Distribution Aligned Diffusion and Prototype-guided network for Unsupervised Domain Adaptive Segmentation

TL;DR

This paper introduces DP-Net, a novel approach combining diffusion models and prototype-guided learning to improve unsupervised domain adaptive segmentation in medical images, demonstrating superior performance over existing methods.

Contribution

It proposes a two-stage framework with distribution alignment and prototype-guided consistency learning for medical image segmentation under unsupervised domain adaptation.

Findings

Outperforms state-of-the-art methods on fundus datasets

Effectively aligns feature distributions across domains

Ensures consistent segmentation content between source and target domains

Abstract

The Diffusion Probabilistic Model (DPM) has emerged as a highly effective generative model in the field of computer vision. Its intermediate latent vectors offer rich semantic information, making it an attractive option for various downstream tasks such as segmentation and detection. In order to explore its potential further, we have taken a step forward and considered a more complex scenario in the medical image domain, specifically, under an unsupervised adaptation condition. To this end, we propose a Diffusion-based and Prototype-guided network (DP-Net) for unsupervised domain adaptive segmentation.
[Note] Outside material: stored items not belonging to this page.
//! Order types
//!
//! An order is the durable record of a completed, paid purchase. Orders are
//! only ever built through [`Order::for_tickets`] so that the amount, the
//! charge and the ticket set always agree.

use super::concert::{format_cents, Cents, ConcertId};
use super::ticket::TicketId;
use crate::billing::Charge;
use chrono::{DateTime, Utc};
use serde::ser::SerializeStruct;
use serde::{Serialize, Serializer};
use uuid::Uuid;

/// Order identifier
pub type OrderId = Uuid;

/// A ticket as seen from its order
#[derive(Debug, Clone, PartialEq, Eq, Serialize)]
pub struct OrderTicket {
    #[serde(skip)]
    pub id: TicketId,
    pub code: String,
}

/// A completed sale
#[derive(Debug, Clone, PartialEq)]
pub struct Order {
    pub id: OrderId,
    pub concert_id: ConcertId,
    /// Globally unique, opaque and not sortable
    pub confirmation_number: String,
    pub email: String,
    pub amount: Cents,
    pub card_last_four: String,
    pub tickets: Vec<OrderTicket>,
    pub created_at: DateTime<Utc>,
}

impl Order {
    /// Build an order for claimed tickets
    ///
    /// The amount is taken from the charge, never supplied separately.
    pub fn for_tickets(
        id: OrderId,
        concert_id: ConcertId,
        confirmation_number: String,
        tickets: Vec<OrderTicket>,
        email: &str,
        charge: &Charge,
    ) -> Self {
        Order {
            id,
            concert_id,
            confirmation_number,
            email: email.to_string(),
            amount: charge.amount,
            card_last_four: charge.card_last_four.clone(),
            tickets,
            created_at: Utc::now(),
        }
    }

    pub fn ticket_quantity(&self) -> usize {
        self.tickets.len()
    }

    /// `"85.00"` for an amount of 8500 cents
    pub fn formatted_amount(&self) -> String {
        format_cents(self.amount)
    }

    /// `"**** **** **** 1881"`
    pub fn masked_card(&self) -> String {
        format!("**** **** **** {}", self.card_last_four)
    }

    pub fn ticket_codes(&self) -> Vec<&str> {
        self.tickets.iter().map(|ticket| ticket.code.as_str()).collect()
    }
}

// The public JSON shape returned to purchasers: internal ids and card data stay out.
impl Serialize for Order {
    fn serialize<S: Serializer>(&self, serializer: S) -> Result<S::Ok, S::Error> {
        let mut state = serializer.serialize_struct("Order", 5)?;
        state.serialize_field("confirmation_number", &self.confirmation_number)?;
        state.serialize_field("email", &self.email)?;
        state.serialize_field("ticket_quantity", &self.ticket_quantity())?;
        state.serialize_field("amount", &self.amount)?;
        state.serialize_field("tickets", &self.tickets)?;
        state.end()
    }
}

#[cfg(test)]
mod tests {
    use super::*;
    use serde_json::json;

    fn order_with_codes(codes: &[&str], amount: Cents) -> Order {
        let tickets = codes
            .iter()
            .enumerate()
            .map(|(i, code)| OrderTicket {
                id: i as TicketId + 1,
                code: code.to_string(),
            })
            .collect();
        Order::for_tickets(
            Uuid::new_v4(),
            1,
            "ORDERCONFIRMATION1234".to_string(),
            tickets,
            "jane@example.com",
            &Charge {
                amount,
                card_last_four: "1881".to_string(),
            },
        )
    }

    #[test]
    fn test_creating_an_order_from_tickets_email_and_charge() {
        let order = order_with_codes(&["TICKETCODE1", "TICKETCODE2", "TICKETCODE3"], 3600);

        assert_eq!(order.email, "jane@example.com");
        assert_eq!(order.ticket_quantity(), 3);
        assert_eq!(order.amount, 3600);
        assert_eq!(order.card_last_four, "1881");
    }

    #[test]
    fn test_converting_to_json() {
        let order = order_with_codes(&["TICKETCODE1", "TICKETCODE2"], 6000);

        let value = serde_json::to_value(&order).unwrap();

        assert_eq!(
            value,
            json!({
                "confirmation_number": "ORDERCONFIRMATION1234",
                "email": "jane@example.com",
                "ticket_quantity": 2,
                "amount": 6000,
                "tickets": [{"code": "TICKETCODE1"}, {"code": "TICKETCODE2"}],
            })
        );
    }

    #[test]
    fn test_presentational_helpers() {
        let order = order_with_codes(&["TICKETCODE123", "TICKETCODE456"], 8500);

        assert_eq!(order.formatted_amount(), "85.00");
        assert_eq!(order.masked_card(), "**** **** **** 1881");
        assert_eq!(order.ticket_codes(), vec!["TICKETCODE123", "TICKETCODE456"]);
    }
}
Concretely, our DP-Net consists of two stages: 1) Distribution Aligned Diffusion (DADiff), which involves training a domain discriminator to minimize the difference between the intermediate features generated by the DPM, thereby aligning the inter-domain distribution; and 2) Prototype-guided Consistency Learning (PCL), which utilizes feature centroids as prototypes and applies a prototype-guided loss to ensure that the segmentor learns consistent content from both source and target domains. Our approach is evaluated on fundus datasets through a series of experiments, which demonstrate that the performance of the proposed method is reliable and outperforms state-of-the-art methods. Our work presents a promising direction for using DPM in complex medical image scenarios, opening up new possibilities for further research in medical imaging.